An article by Gerrit Van der wees in the Taipei Times suggests adopting the Dutch system to ensure more equal representation. He writes:

In the Netherlands, the political parties first develop a list of candidates — through an internal democratic system that represents a mixture of US party caucuses and primaries.

The list is headed by a prominent party member, but — and this is essential — also has candidates who represent the different parts of the country.

In that way, if the particular party has done its homework, the party list represents a balance from the different regions and even factions within the party.

On voting day, the voters generally mark the box of the person who heads the list and the seats are allocated on the basis of the total percentage of the vote the party receives.

In that way, there is no discrepancy between the percentage of the vote and seats allocated to any particular party.

The "twist" is that voters have an alternative to giving what is essentially a "party vote" to the person who heads a particular party's list.

Voters may instead choose to make a "preference vote" by specifically naming a candidate lower on the party list, and if that candidate receives more preference votes than the total number of valid party votes divided by the total number of seats for that party, he or she is elected.

Local favorites can therefore still be elected, even if the party primary might not have put them in a high position on their list.

The Dutch system creates the possibility for new entrants and smaller parties to win seats, enhancing democracy because new and different voices are heard. [emphasis added]

While Taiwan might not necessarily adopt the Dutch system it needs to make a wider study of different electoral and voting systems.  

Perhaps I am too idealistic.

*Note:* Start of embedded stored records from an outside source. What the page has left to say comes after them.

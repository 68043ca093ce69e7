//! Error types for the core scheduling building blocks.
//!
//! One enum per subsystem: time arithmetic, event execution, and the
//! naming context. Kernel-level errors (lifecycle, scheduling windows)
//! live in the engine crate and wrap these where subsystems nest.

use std::error::Error;
use std::fmt;

/// Errors from logical-time arithmetic.
#[derive(Clone, Copy, Debug, PartialEq, Eq)]
pub enum TimeError {
    /// Adding a delta overflowed the time representation.
    Overflow,
}

impl fmt::Display for TimeError {
    fn fmt(&self, f: &mut fmt::Formatter<'_>) -> fmt::Result {
        match self {
            Self::Overflow => write!(f, "time arithmetic overflow"),
        }
    }
}

impl Error for TimeError {}

/// Errors from scheduled-event execution.
///
/// `Failed` is the carrier for model-action faults: an event action that
/// cannot complete returns it, and the kernel routes it through the
/// configured error strategy.
#[derive(Clone, Debug, PartialEq, Eq)]
pub enum EventError {
    /// The event was already executed once.
    AlreadyExecuted,
    /// The bound action failed.
    Failed {
        /// Human-readable description of the failure.
        reason: String,
    },
}

impl EventError {
    /// Shorthand for [`EventError::Failed`] from any displayable reason.
    pub fn failed(reason: impl Into<String>) -> Self {
        Self::Failed {
            reason: reason.into(),
        }
    }
}

impl fmt::Display for EventError {
    fn fmt(&self, f: &mut fmt::Formatter<'_>) -> fmt::Result {
        match self {
            Self::AlreadyExecuted => write!(f, "event was already executed"),
            Self::Failed { reason } => write!(f, "event action failed: {reason}"),
        }
    }
}

impl Error for EventError {}

/// Errors from the hierarchical naming context.
///
/// Binding failures are non-fatal by contract: callers log them and
/// continue, the simulation never aborts on a context error.
#[derive(Clone, Debug, PartialEq, Eq)]
pub enum ContextError {
    /// The name is already bound in this context.
    AlreadyBound {
        /// The conflicting name.
        name: String,
    },
    /// A path component names a bound object, not a sub-context.
    NotAContext {
        /// The offending path component.
        name: String,
    },
    /// The name is empty or contains a path separator.
    InvalidName {
        /// The rejected name.
        name: String,
    },
}

impl fmt::Display for ContextError {
    fn fmt(&self, f: &mut fmt::Formatter<'_>) -> fmt::Result {
        match self {
            Self::AlreadyBound { name } => write!(f, "name '{name}' is already bound"),
            Self::NotAContext { name } => {
                write!(f, "'{name}' is a bound object, not a sub-context")
            }
            Self::InvalidName { name } => write!(f, "invalid name '{name}'"),
        }
    }
}

impl Error for ContextError {}
//! Bus events: a type descriptor, a payload, and an optional timestamp.

use std::fmt;

use cadence_core::SimTime;

use crate::event_type::{EventType, PayloadSpec};

/// Payload carried by a bus event.
///
/// The set is closed: observers project numeric values out of `Scalar`
/// and `Count`; `Text` carries names and descriptions.
#[derive(Clone, Debug, PartialEq)]
pub enum Payload {
    /// No payload.
    Empty,
    /// A single observation value.
    Scalar(f64),
    /// A single count.
    Count(i64),
    /// A text payload.
    Text(String),
}

impl Payload {
    /// Numeric projection used by statistics observers. `Count` widens
    /// to `f64`; `Empty` and `Text` have no numeric value.
    pub fn as_f64(&self) -> Option<f64> {
        match self {
            Self::Scalar(v) => Some(*v),
            Self::Count(c) => Some(*c as f64),
            Self::Empty | Self::Text(_) => None,
        }
    }

    /// Integer projection for counter observers. `Scalar` values are
    /// accepted only when they are already integral.
    pub fn as_i64(&self) -> Option<i64> {
        match self {
            Self::Count(c) => Some(*c),
            Self::Scalar(v) if v.fract() == 0.0 && v.abs() <= i64::MAX as f64 => Some(*v as i64),
            _ => None,
        }
    }

    /// The shape of this payload.
    pub fn spec(&self) -> PayloadSpec {
        match self {
            Self::Empty => PayloadSpec::Empty,
            Self::Scalar(_) => PayloadSpec::Scalar,
            Self::Count(_) => PayloadSpec::Count,
            Self::Text(_) => PayloadSpec::Text,
        }
    }
}

/// A notification on the bus.
///
/// Timed events additionally carry the simulation time at which they
/// were fired; the timestamp type is the simulation's time type, so a
/// timed event's stamp is numeric by construction.
#[derive(Clone, Debug)]
pub struct Event<T: SimTime> {
    event_type: &'static EventType,
    payload: Payload,
    timestamp: Option<T>,
}

impl<T: SimTime> Event<T> {
    /// An untimed event.
    pub fn new(event_type: &'static EventType, payload: Payload) -> Self {
        Self {
            event_type,
            payload,
            timestamp: None,
        }
    }

    /// A timed event stamped with simulation time.
    pub fn timed(event_type: &'static EventType, payload: Payload, timestamp: T) -> Self {
        Self {
            event_type,
            payload,
            timestamp: Some(timestamp),
        }
    }

    /// The type descriptor of this event.
    pub fn event_type(&self) -> &'static EventType {
        self.event_type
    }

    /// The payload.
    pub fn payload(&self) -> &Payload {
        &self.payload
    }

    /// The simulation time stamp, when this is a timed event.
    pub fn timestamp(&self) -> Option<T> {
        self.timestamp
    }

    /// True when this event carries a timestamp.
    pub fn is_timed(&self) -> bool {
        self.timestamp.is_some()
    }

    /// True when this event is of the given type.
    pub fn matches(&self, event_type: &EventType) -> bool {
        self.event_type == event_type
    }
}

impl<T: SimTime> fmt::Display for Event<T> {
    fn fmt(&self, f: &mut fmt::Formatter<'_>) -> fmt::Result {
        match self.timestamp {
            Some(t) => write!(f, "{}@{}", self.event_type.name(), t),
            None => write!(f, "{}", self.event_type.name()),
        }
    }
}

#[cfg(test)]
mod tests {
    use super::*;
    use cadence_core::Ticks;

    static PROBE: EventType = EventType::new("PROBE_EVENT", "test event", PayloadSpec::Scalar);

    #[test]
    fn numeric_projection() {
        assert_eq!(Payload::Scalar(2.5).as_f64(), Some(2.5));
        assert_eq!(Payload::Count(-3).as_f64(), Some(-3.0));
        assert_eq!(Payload::Empty.as_f64(), None);
        assert_eq!(Payload::Text("x".into()).as_f64(), None);
    }

    #[test]
    fn integer_projection() {
        assert_eq!(Payload::Count(7).as_i64(), Some(7));
        assert_eq!(Payload::Scalar(4.0).as_i64(), Some(4));
        assert_eq!(Payload::Scalar(4.5).as_i64(), None);
        assert_eq!(Payload::Text("x".into()).as_i64(), None);
    }

    #[test]
    fn timed_and_untimed() {
        let untimed = Event::<Ticks>::new(&PROBE, Payload::Empty);
        assert!(!untimed.is_timed());
        assert_eq!(untimed.timestamp(), None);

        let timed = Event::timed(&PROBE, Payload::Scalar(1.0), Ticks(9));
        assert!(timed.is_timed());
        assert_eq!(timed.timestamp(), Some(Ticks(9)));
        assert!(timed.matches(&PROBE));
    }

    #[test]
    fn display() {
        let timed = Event::timed(&PROBE, Payload::Empty, Ticks(4));
        assert_eq!(timed.to_string(), "PROBE_EVENT@4");
        let untimed = Event::<Ticks>::new(&PROBE, Payload::Empty);
        assert_eq!(untimed.to_string(), "PROBE_EVENT");
    }
}
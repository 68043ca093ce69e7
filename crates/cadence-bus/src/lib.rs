//! Typed publish/subscribe event bus for the cadence simulation runtime.
//!
//! The bus moves a closed set of typed notifications between the kernel,
//! the statistics observers, and outside collaborators (UIs, exporters).
//! Event types are static descriptors with stable identity; events may
//! carry a simulation timestamp; listeners register per event type with
//! strong or weak reference strength and are notified in registration
//! order. A failing listener never takes the bus down.

#![deny(missing_docs)]
#![deny(rustdoc::broken_intra_doc_links)]
#![forbid(unsafe_code)]

pub mod event;
pub mod event_type;
pub mod producer;

pub use event::{Event, Payload};
pub use event_type::{EventType, PayloadSpec};
pub use producer::{EventListener, EventProducer, ListenerError, ListenerRef, Reference};
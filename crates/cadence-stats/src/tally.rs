//! Unweighted observation statistics.

use std::sync::{Arc, Mutex, PoisonError, Weak};

use cadence_bus::{Event, EventListener, EventProducer, EventType, ListenerError, ListenerRef, Payload, Reference};
use cadence_core::SimTime;
use cadence_engine::{Model, SimulationStatistic, Simulator, SimulatorError, WARMUP_EVENT};

use crate::{wire_statistic, TIMED_INITIALIZED_EVENT, TIMED_OBSERVATION_ADDED_EVENT};

/// Tally: count, sum, sum of squares, min, and max of the values
/// registered since the last initialize.
///
/// Observations may arrive through [`register`](SimTally::register)
/// directly or through the bus via any timed event whose payload has a
/// numeric projection. NaN observations are discarded with a warning.
pub struct SimTally<T: SimTime> {
    description: String,
    simulator: Simulator<T>,
    producer: EventProducer<T>,
    self_ref: Weak<Mutex<Self>>,
    count: u64,
    sum: f64,
    sum_sq: f64,
    min: f64,
    max: f64,
}

impl<T: SimTime> SimTally<T> {
    /// Create a tally, register it in the model's output statistics,
    /// arrange warmup initialization, and bind it in the replication
    /// context under `statistics/`.
    ///
    /// Requires an initialized simulator (a bound replication).
    pub fn new(
        description: impl Into<String>,
        model: &mut dyn Model<T>,
    ) -> Result<Arc<Mutex<Self>>, SimulatorError> {
        let description = description.into();
        let simulator = model.simulator().clone();
        let replication = simulator
            .replication()
            .ok_or(SimulatorError::NotInitialized {
                operation: "SimTally::new",
            })?;

        let tally = Arc::new(Mutex::new(Self {
            description: description.clone(),
            simulator: simulator.clone(),
            producer: EventProducer::new(),
            self_ref: Weak::new(),
            count: 0,
            sum: 0.0,
            sum_sq: 0.0,
            min: f64::INFINITY,
            max: f64::NEG_INFINITY,
        }));
        tally
            .lock()
            .unwrap_or_else(PoisonError::into_inner)
            .self_ref = Arc::downgrade(&tally);

        model.output_statistics().add(tally.clone());
        wire_statistic(&tally, &description, &simulator, &replication);
        Ok(tally)
    }

    /// Like [`new`](SimTally::new), but additionally subscribes the
    /// tally to `event_type` on `producer`, so observations arrive via
    /// the bus.
    pub fn with_source(
        description: impl Into<String>,
        model: &mut dyn Model<T>,
        producer: &EventProducer<T>,
        event_type: &'static EventType,
    ) -> Result<Arc<Mutex<Self>>, SimulatorError> {
        let tally = Self::new(description, model)?;
        let listener: ListenerRef<T> = tally.clone();
        producer.add_listener(event_type, &listener, Reference::Strong);
        Ok(tally)
    }

    /// Reset the running statistics and fire
    /// [`TIMED_INITIALIZED_EVENT`].
    pub fn initialize(&mut self) {
        self.count = 0;
        self.sum = 0.0;
        self.sum_sq = 0.0;
        self.min = f64::INFINITY;
        self.max = f64::NEG_INFINITY;
        self.producer.fire_timed(
            &TIMED_INITIALIZED_EVENT,
            Payload::Text(self.description.clone()),
            self.simulator.sim_time(),
        );
    }

    /// Fold `value` into the statistics, fire
    /// [`TIMED_OBSERVATION_ADDED_EVENT`] stamped with the current
    /// simulation time, and return the value.
    pub fn register(&mut self, value: f64) -> f64 {
        if value.is_nan() {
            tracing::warn!(statistic = %self.description, "ignoring NaN observation");
            return value;
        }
        self.count += 1;
        self.sum += value;
        self.sum_sq += value * value;
        self.min = self.min.min(value);
        self.max = self.max.max(value);
        self.producer.fire_timed(
            &TIMED_OBSERVATION_ADDED_EVENT,
            Payload::Scalar(value),
            self.simulator.sim_time(),
        );
        value
    }

    /// The observer's description.
    pub fn description(&self) -> &str {
        &self.description
    }

    /// The simulator this tally stamps its events with.
    pub fn simulator(&self) -> &Simulator<T> {
        &self.simulator
    }

    /// Number of observations since the last initialize.
    pub fn n(&self) -> u64 {
        self.count
    }

    /// Sum of the observed values.
    pub fn sum(&self) -> f64 {
        self.sum
    }

    /// Sum of squares of the observed values.
    pub fn sum_of_squares(&self) -> f64 {
        self.sum_sq
    }

    /// Smallest observed value.
    pub fn min(&self) -> Option<f64> {
        (self.count > 0).then_some(self.min)
    }

    /// Largest observed value.
    pub fn max(&self) -> Option<f64> {
        (self.count > 0).then_some(self.max)
    }

    /// Sample mean of the observed values.
    pub fn sample_mean(&self) -> Option<f64> {
        (self.count > 0).then(|| self.sum / self.count as f64)
    }

    /// Unbiased sample variance (n − 1 in the denominator).
    pub fn sample_variance(&self) -> Option<f64> {
        if self.count < 2 {
            return None;
        }
        let n = self.count as f64;
        Some(((self.sum_sq - self.sum * self.sum / n) / (n - 1.0)).max(0.0))
    }

    /// Sample standard deviation.
    pub fn sample_std_dev(&self) -> Option<f64> {
        self.sample_variance().map(f64::sqrt)
    }

    /// Subscribe a listener to this tally's events
    /// ([`TIMED_OBSERVATION_ADDED_EVENT`], [`TIMED_INITIALIZED_EVENT`]).
    pub fn add_listener(
        &self,
        event_type: &'static EventType,
        listener: &ListenerRef<T>,
        reference: Reference,
    ) -> bool {
        self.producer.add_listener(event_type, listener, reference)
    }

    /// Unsubscribe a listener from this tally's events.
    pub fn remove_listener(&self, event_type: &EventType, listener: &ListenerRef<T>) -> bool {
        self.producer.remove_listener(event_type, listener)
    }

    fn unsubscribe_warmup(&mut self) {
        if let Some(me) = self.self_ref.upgrade() {
            let listener: ListenerRef<T> = me;
            self.simulator
                .bus()
                .remove_listener(&WARMUP_EVENT, &listener);
        }
    }
}

impl<T: SimTime> SimulationStatistic<T> for SimTally<T> {
    fn description(&self) -> &str {
        &self.description
    }

    fn initialize(&mut self) {
        SimTally::initialize(self);
    }

    fn n(&self) -> u64 {
        self.count
    }
}

impl<T: SimTime> EventListener<T> for SimTally<T> {
    fn notify(&mut self, event: &Event<T>) -> Result<(), ListenerError> {
        if event.matches(&WARMUP_EVENT) {
            self.unsubscribe_warmup();
            self.initialize();
            return Ok(());
        }
        if event.is_timed() {
            match event.payload().as_f64() {
                Some(value) => {
                    self.register(value);
                }
                None => {
                    tracing::warn!(
                        statistic = %self.description,
                        event = %event,
                        "timed event carries no numeric payload"
                    );
                }
            }
            Ok(())
        } else {
            tracing::warn!(statistic = %self.description, event = %event, "event not a TimedEvent");
            Ok(())
        }
    }
}
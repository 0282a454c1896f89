pub mod broadcast;
pub mod clipboard;
pub mod completion;
pub mod config;
pub mod error;
pub mod logging;
pub mod pipeline;
pub mod sanitize;
pub mod secrets;
pub mod storage;
pub mod worker;

pub use broadcast::{JobEvent, JobEventBroadcaster, JobEventKind};
pub use clipboard::{Clipboard, ClipboardError, NoopClipboard, SystemClipboard};
pub use completion::{Completion, OpenAiTransform, ServiceError, TransformService, Usage};
pub use config::{ConfigProfile, OutputFormat, PromptPreset, SettingsStore};
pub use error::{ConfigError, OutlinerError, Result, StorageError, WorkerError};
pub use pipeline::{FailureReason, JobFailure, JobListener};
pub use secrets::{resolve_api_key, SecretError};
pub use storage::{processed_path, ArtifactStorage, ProcessedIndex};
pub use worker::{DirectoryScanner, JobId, JobOrchestrator, JobState, SourceFile};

Now that the KMT has such a large majority in the legislature there is no incentive for reform. Maintaining the status quo suits it fine and if Ma Ying-jeou were to occupy the President's Office then the Legislature would be all powerful.

The only real possibility for reform is if the DPP holds on to the Presidency and some sort of deal is struck to deal with the deadlock that has existed between the Legislature and the Executive during Chen Shui-bian's Presidency. I don't hold out much hope personally. Remember that Chen Shui-bian appointed a bi-partisan cabinet when he was first elected in 2000. There might be some initial rapprochement, but the legislators intent on wielding their power would sooner or later revert to stonewalling tactics. 

The path ahead for democracy in Taiwan is certainly a rocky one. I don't think a magically improved electoral system is going to appear anytime in the near future. However, I think it is important to put out these ideas and promote discussion. 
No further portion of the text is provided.